3Het oor keurt woorden,
zoals het gehemelte spijzen.
4Welnu, wij moeten keuren wat recht is,
samen uitmaken wat goed is.
5Want Job zegt: “Ik sta in mijn recht,
maar God weigert mij recht te doen,
6Hij doet mijn rechten tekort,
raakt mij met zijn pijlen
hoewel ik onschuldig ben.”
7Waar vind je nog zo’n man als Job
die zijn dorst lest met laster?
8Hij hoort in gezelschap van boosdoeners
en trekt op met de misdaad,
9want hij heeft durven zeggen:
“Het is zinloos om te zoeken
naar de gunst van God.”
10Daarom, u wijzen, luister naar mij:
God doet geen onrecht,
de Almachtige pleegt geen kwaad.
11Loon naar werken geeft Hij,
vergelding naar daden.
12Nee, God begaat geen fouten,
de Almachtige verdraait het recht niet.
13En dan nog: wie gaf Hem de wereld in pacht,
de aarde in handen?
14Als Hij zijn hart voor ons zou sluiten
en geest en adem terugneemt,
15sterft alwat leeft,
vervalt de mens opnieuw tot stof.
16Laat iedere verstandige toch luisteren
en aandacht schenken aan wat ik zeg:
17Zou de hoogste wetgever de wet haten,
de bij uitstek Rechtvaardige onrecht plegen?
18Hij die tegen een koning kan zeggen: “Nietsnut”?
Hij die tegen de edelen kan zeggen: “Godvergeten gespuis”?
19Machthebbers ziet Hij niet naar de ogen,
een rijke is niet meer dan een arme,
iedereen is immers het werk van zijn handen.
20In een oogwenk sterven ze midden in de nacht.
Zelfs de sterkste wankelt, wijkt;
ook de machtigste wordt weggesleurd, zomaar.
21Want Gods ogen zijn afgesteld op de wandel van de mens,
en zien iedere stap die hij zet;
22voor Hem is er geen duisternis of donkerte
waar boosdoeners zich schuil kunnen houden.
23De mens is dan ook de Allerhoogste niet
die het tijdstip bepaalt van zijn rechtspraak.

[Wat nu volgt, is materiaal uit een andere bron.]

//! Text chunking.
//!
//! Splits document text into overlapping chunks sized for embedding.
//! Three strategies:
//!
//! - **word**: fixed window of whitespace tokens with overlap (default)
//! - **character**: character-budgeted chunks via text-splitter, which
//!   prefers natural boundaries inside the budget
//! - **sentence**: whole sentences packed up to the size budget

use crate::types::{AppError, Result};
use serde::{Deserialize, Serialize};
use std::str::FromStr;
use std::sync::OnceLock;
use text_splitter::{ChunkConfig, TextSplitter};

/// Available chunking strategies.
#[derive(Debug, Clone, Copy, PartialEq, Eq, Hash, Serialize, Deserialize, Default)]
#[serde(rename_all = "kebab-case")]
pub enum ChunkingStrategy {
    /// Window of words with overlap.
    #[default]
    Word,
    /// Character-budgeted, boundary-aware.
    Character,
    /// Sentence-packed.
    Sentence,
}

impl FromStr for ChunkingStrategy {
    type Err = AppError;

    fn from_str(s: &str) -> Result<Self> {
        match s.to_lowercase().as_str() {
            "word" | "words" => Ok(Self::Word),
            "character" | "char" | "chars" => Ok(Self::Character),
            "sentence" | "sentences" | "semantic" => Ok(Self::Sentence),
            _ => Err(AppError::InvalidInput(format!(
                "Unknown chunking strategy: {}. Use: word, character, sentence",
                s
            ))),
        }
    }
}

impl std::fmt::Display for ChunkingStrategy {
    fn fmt(&self, f: &mut std::fmt::Formatter<'_>) -> std::fmt::Result {
        let name = match self {
            Self::Word => "word",
            Self::Character => "character",
            Self::Sentence => "sentence",
        };
        write!(f, "{}", name)
    }
}

/// One chunk of a source text.
#[derive(Debug, Clone, Serialize, Deserialize)]
pub struct Chunk {
    pub content: String,
    /// Position of this chunk in the source's chunk sequence.
    pub index: usize,
    /// Byte offset of the chunk start in the source text.
    pub offset: usize,
}

/// Configurable text chunker.
#[derive(Debug, Clone)]
pub struct TextChunker {
    strategy: ChunkingStrategy,
    /// Words for the word strategy, characters otherwise.
    chunk_size: usize,
    /// Overlap in the same unit as `chunk_size`. Ignored by `sentence`.
    chunk_overlap: usize,
}

impl TextChunker {
    /// Word chunker with the given window and overlap.
    ///
    /// # Errors
    ///
    /// Overlap must be smaller than the window.
    pub fn with_word_chunking(chunk_size: usize, chunk_overlap: usize) -> Result<Self> {
        Self::new(ChunkingStrategy::Word, chunk_size, chunk_overlap)
    }

    /// Character chunker with the given budget and overlap.
    pub fn with_character_chunking(chunk_size: usize, chunk_overlap: usize) -> Result<Self> {
        Self::new(ChunkingStrategy::Character, chunk_size, chunk_overlap)
    }

    /// Sentence chunker with the given character budget.
    pub fn with_sentence_chunking(chunk_size: usize) -> Result<Self> {
        Self::new(ChunkingStrategy::Sentence, chunk_size, 0)
    }

    /// Build a chunker.
    pub fn new(strategy: ChunkingStrategy, chunk_size: usize, chunk_overlap: usize) -> Result<Self> {
        if chunk_size == 0 {
            return Err(AppError::InvalidInput("Chunk size must be > 0".to_string()));
        }
        if chunk_overlap >= chunk_size {
            return Err(AppError::InvalidInput(format!(
                "Chunk overlap ({}) must be smaller than chunk size ({})",
                chunk_overlap, chunk_size
            )));
        }
        Ok(Self {
            strategy,
            chunk_size,
            chunk_overlap,
        })
    }

    /// The strategy this chunker uses.
    pub fn strategy(&self) -> ChunkingStrategy {
        self.strategy
    }

    /// Split `text` into chunks. Empty or whitespace-only input yields none.
    pub fn chunk(&self, text: &str) -> Result<Vec<Chunk>> {
        if text.trim().is_empty() {
            return Ok(Vec::new());
        }

        match self.strategy {
            ChunkingStrategy::Word => Ok(self.chunk_words(text)),
            ChunkingStrategy::Character => self.chunk_characters(text),
            ChunkingStrategy::Sentence => Ok(self.chunk_sentences(text)),
        }
    }

    fn chunk_words(&self, text: &str) -> Vec<Chunk> {
        let words: Vec<(usize, &str)> = word_pattern()
            .find_iter(text)
            .map(|m| (m.start(), m.as_str()))
            .collect();

        let step = self.chunk_size - self.chunk_overlap;
        let mut chunks = Vec::new();

        let mut start = 0;
        while start < words.len() {
            let end = (start + self.chunk_size).min(words.len());
            let content = words[start..end]
                .iter()
                .map(|(_, w)| *w)
                .collect::<Vec<_>>()
                .join(" ");
            chunks.push(Chunk {
                content,
                index: chunks.len(),
                offset: words[start].0,
            });
            if end == words.len() {
                break;
            }
            start += step;
        }

        chunks
    }

    fn chunk_characters(&self, text: &str) -> Result<Vec<Chunk>> {
        let config = ChunkConfig::new(self.chunk_size)
            .with_overlap(self.chunk_overlap)
            .map_err(|e| AppError::InvalidInput(format!("Invalid chunk config: {}", e)))?;
        let splitter = TextSplitter::new(config);

        Ok(splitter
            .chunk_indices(text)
            .enumerate()
            .map(|(index, (offset, content))| Chunk {
                content: content.to_string(),
                index,
                offset,
            })
            .collect())
    }

    fn chunk_sentences(&self, text: &str) -> Vec<Chunk> {
        let mut chunks: Vec<Chunk> = Vec::new();
        let mut current = String::new();
        let mut current_offset = 0;
        let mut last_end = 0;

        for m in sentence_pattern().find_iter(text) {
            let sentence = m.as_str().trim();
            if sentence.is_empty() {
                last_end = m.end();
                continue;
            }

            // Flush when adding this sentence would bust the budget.
            if !current.is_empty() && current.len() + sentence.len() + 1 > self.chunk_size {
                chunks.push(Chunk {
                    content: std::mem::take(&mut current),
                    index: chunks.len(),
                    offset: current_offset,
                });
            }

            if current.is_empty() {
                // Skip the whitespace between the previous sentence end and
                // this one so the offset lands on the first character.
                current_offset =
                    m.start() + (m.as_str().len() - m.as_str().trim_start().len());
                current.push_str(sentence);
            } else {
                current.push(' ');
                current.push_str(sentence);
            }
            last_end = m.end();
        }

        // Trailing text without sentence punctuation.
        let tail = text[last_end..].trim();
        if !tail.is_empty() {
            let tail_start =
                last_end + (text[last_end..].len() - text[last_end..].trim_start().len());
            if !current.is_empty() && current.len() + tail.len() + 1 > self.chunk_size {
                chunks.push(Chunk {
                    content: std::mem::take(&mut current),
                    index: chunks.len(),
                    offset: current_offset,
                });
            }
            if current.is_empty() {
                current_offset = tail_start;
                current.push_str(tail);
            } else {
                current.push(' ');
                current.push_str(tail);
            }
        }

        if !current.is_empty() {
            chunks.push(Chunk {
                content: current,
                index: chunks.len(),
                offset: current_offset,
            });
        }

        chunks
    }
}

fn word_pattern() -> &'static regex::Regex {
    static PATTERN: OnceLock<regex::Regex> = OnceLock::new();
    PATTERN.get_or_init(|| regex::Regex::new(r"\S+").expect("static regex"))
}

fn sentence_pattern() -> &'static regex::Regex {
    static PATTERN: OnceLock<regex::Regex> = OnceLock::new();
    // A sentence: text up to terminal punctuation (with trailing quotes),
    // or to end of input.
    PATTERN.get_or_init(|| regex::Regex::new(r#"[^.!?]*[.!?]+["')\]]*"#).expect("static regex"))
}

#[cfg(test)]
mod tests {
    use super::*;

    #[test]
    fn word_chunks_have_overlap() {
        let chunker = TextChunker::with_word_chunking(4, 1).unwrap();
        let text = "one two three four five six seven";
        let chunks = chunker.chunk(text).unwrap();

        assert_eq!(chunks[0].content, "one two three four");
        // Overlap of one word: next chunk starts at "four".
        assert_eq!(chunks[1].content, "four five six seven");
        assert_eq!(chunks[0].index, 0);
        assert_eq!(chunks[1].index, 1);
    }

    #[test]
    fn word_chunk_offsets_point_into_source() {
        let chunker = TextChunker::with_word_chunking(2, 0).unwrap();
        let text = "alpha beta gamma delta";
        let chunks = chunker.chunk(text).unwrap();

        assert_eq!(chunks[0].offset, 0);
        assert_eq!(&text[chunks[1].offset..chunks[1].offset + 5], "gamma");
    }

    #[test]
    fn short_tail_is_kept() {
        let chunker = TextChunker::with_word_chunking(3, 0).unwrap();
        let chunks = chunker.chunk("one two three four").unwrap();
        assert_eq!(chunks.len(), 2);
        assert_eq!(chunks[1].content, "four");
    }

    #[test]
    fn empty_input_yields_no_chunks() {
        let chunker = TextChunker::with_word_chunking(10, 2).unwrap();
        assert!(chunker.chunk("").unwrap().is_empty());
        assert!(chunker.chunk("   \n\t ").unwrap().is_empty());
    }

    #[test]
    fn overlap_must_be_smaller_than_size() {
        assert!(TextChunker::with_word_chunking(10, 10).is_err());
        assert!(TextChunker::with_word_chunking(0, 0).is_err());
    }

    #[test]
    fn character_chunks_respect_budget() {
        let chunker = TextChunker::with_character_chunking(20, 0).unwrap();
        let text = "The quick brown fox jumps over the lazy dog near the river bank.";
        let chunks = chunker.chunk(text).unwrap();

        assert!(chunks.len() > 1);
        for chunk in &chunks {
            assert!(chunk.content.len() <= 20);
        }
    }

    #[test]
    fn sentence_chunks_keep_sentences_whole() {
        let chunker = TextChunker::with_sentence_chunking(40).unwrap();
        let text = "First sentence here. Second one follows. A third closes it.";
        let chunks = chunker.chunk(text).unwrap();

        assert!(chunks.len() >= 2);
        assert!(chunks[0].content.starts_with("First sentence"));
        for chunk in &chunks {
            assert!(chunk.content.ends_with('.'));
        }
    }

    #[test]
    fn sentence_chunker_keeps_unpunctuated_tail() {
        let chunker = TextChunker::with_sentence_chunking(100).unwrap();
        let chunks = chunker.chunk("A sentence. trailing fragment").unwrap();
        let combined: String = chunks.iter().map(|c| c.content.as_str()).collect::<Vec<_>>().join(" ");
        assert!(combined.contains("trailing fragment"));
    }

    #[test]
    fn strategy_parses_aliases() {
        assert_eq!(
            "semantic".parse::<ChunkingStrategy>().unwrap(),
            ChunkingStrategy::Sentence
        );
        assert_eq!(
            "char".parse::<ChunkingStrategy>().unwrap(),
            ChunkingStrategy::Character
        );
        assert!("token".parse::<ChunkingStrategy>().is_err());
    }
}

24Zonder vorm van proces velt God de machtigen
en stelt anderen in hun plaats;
25Hij doorziet hun daden,
en op een nacht worden zij omvergestoten en vermorzeld.

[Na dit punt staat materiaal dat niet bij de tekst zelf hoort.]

//! Configuration for vellum-index.

use std::path::PathBuf;

/// Database configuration.
#[derive(Debug, Clone, serde::Serialize, serde::Deserialize)]
pub struct Config {
    /// Directory to store data on disk. `None` keeps everything in memory.
    pub data_path: Option<PathBuf>,

    /// HNSW parameters applied to new collections.
    pub hnsw: HnswConfig,

    /// Persist automatically after mutating operations.
    pub auto_persist: bool,
}

impl Default for Config {
    fn default() -> Self {
        Self {
            data_path: None,
            hnsw: HnswConfig::default(),
            auto_persist: false,
        }
    }
}

impl Config {
    /// In-memory configuration. Data is lost when the process exits.
    pub fn memory() -> Self {
        Self::default()
    }

    /// Persistent configuration. Collections are reloaded from `path` on open.
    pub fn persistent<P: Into<PathBuf>>(path: P) -> Self {
        Self {
            data_path: Some(path.into()),
            auto_persist: true,
            ..Self::default()
        }
    }

    /// Override the HNSW parameters.
    pub fn with_hnsw(mut self, hnsw: HnswConfig) -> Self {
        self.hnsw = hnsw;
        self
    }
}

/// HNSW index parameters.
///
/// These trade search accuracy against speed and memory.
#[derive(Debug, Clone, serde::Serialize, serde::Deserialize)]
pub struct HnswConfig {
    /// Maximum connections per element per layer. Typical 12-48.
    pub m: usize,

    /// Candidate list size during construction. Typical 100-500.
    pub ef_construction: usize,

    /// Candidate list size during search. Must be >= the requested k.
    pub ef_search: usize,

    /// Use multiple threads for batch insertion.
    pub parallel_construction: bool,
}

impl Default for HnswConfig {
    fn default() -> Self {
        Self {
            m: 16,
            ef_construction: 200,
            ef_search: 100,
            parallel_construction: true,
        }
    }
}

impl HnswConfig {
    /// Lower accuracy, faster construction and search.
    pub fn fast() -> Self {
        Self {
            m: 8,
            ef_construction: 100,
            ef_search: 50,
            parallel_construction: true,
        }
    }

    /// Higher accuracy at the cost of memory and speed.
    pub fn accurate() -> Self {
        Self {
            m: 32,
            ef_construction: 400,
            ef_search: 200,
            parallel_construction: true,
        }
    }

    /// Set the M parameter.
    pub fn with_m(mut self, m: usize) -> Self {
        self.m = m;
        self
    }

    /// Set ef_construction.
    pub fn with_ef_construction(mut self, ef: usize) -> Self {
        self.ef_construction = ef;
        self
    }

    /// Set ef_search.
    pub fn with_ef_search(mut self, ef: usize) -> Self {
        self.ef_search = ef;
        self
    }
}

#[cfg(test)]
mod tests {
    use super::*;

    #[test]
    fn memory_config_has_no_path() {
        let config = Config::memory();
        assert!(config.data_path.is_none());
        assert!(!config.auto_persist);
    }

    #[test]
    fn persistent_config_enables_auto_persist() {
        let config = Config::persistent("/tmp/vellum");
        assert!(config.data_path.is_some());
        assert!(config.auto_persist);
    }

    #[test]
    fn hnsw_presets_ordering() {
        assert!(HnswConfig::fast().m < HnswConfig::accurate().m);
        assert!(HnswConfig::fast().ef_construction < HnswConfig::accurate().ef_construction);
    }
}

26Als misdadigers geselt Hij hen
in het openbaar, in aanwezigheid van iedereen.
27Zij gaan immers eigen wegen;
zijn weg negeren ze.
28Zij laten de arme het uitschreeuwen, en God hoort het,
want de klacht van de arme laat Hem niet onverschillig.
29En dan nog: als Hij niets doet, wie zal Hem veroordelen?
Als Hij zijn aangezicht verbergt, wie verwijt Hem dat?
30Al laat Hij over volken en enkelingen
een schurk of een listige profiteur regeren,
31God blijft God! Moet Hij soms zeggen:
“Ik heb me vergist; Ik zat ernaast;
32brengt u Me aan mijn verstand wat Ik niet zie,
en als Ik iets fout deed, zal het niet meer gebeuren?”
33Moet Hij er, volgens u, vrede mee hebben
dat u Hem kiest of afwijst naar eigen inzicht?
Ik blijf erbuiten.
Zeg het maar, u weet het zo goed!
34Ach, toehoorders met een beetje verstand
zullen zeggen:
35“Job? Job spreekt als een dwaas,
wat hij zegt is nonsens.
36Laat God hem maar nog meer op de proef stellen,
want zijn woorden grenzen aan het godslasterlijke.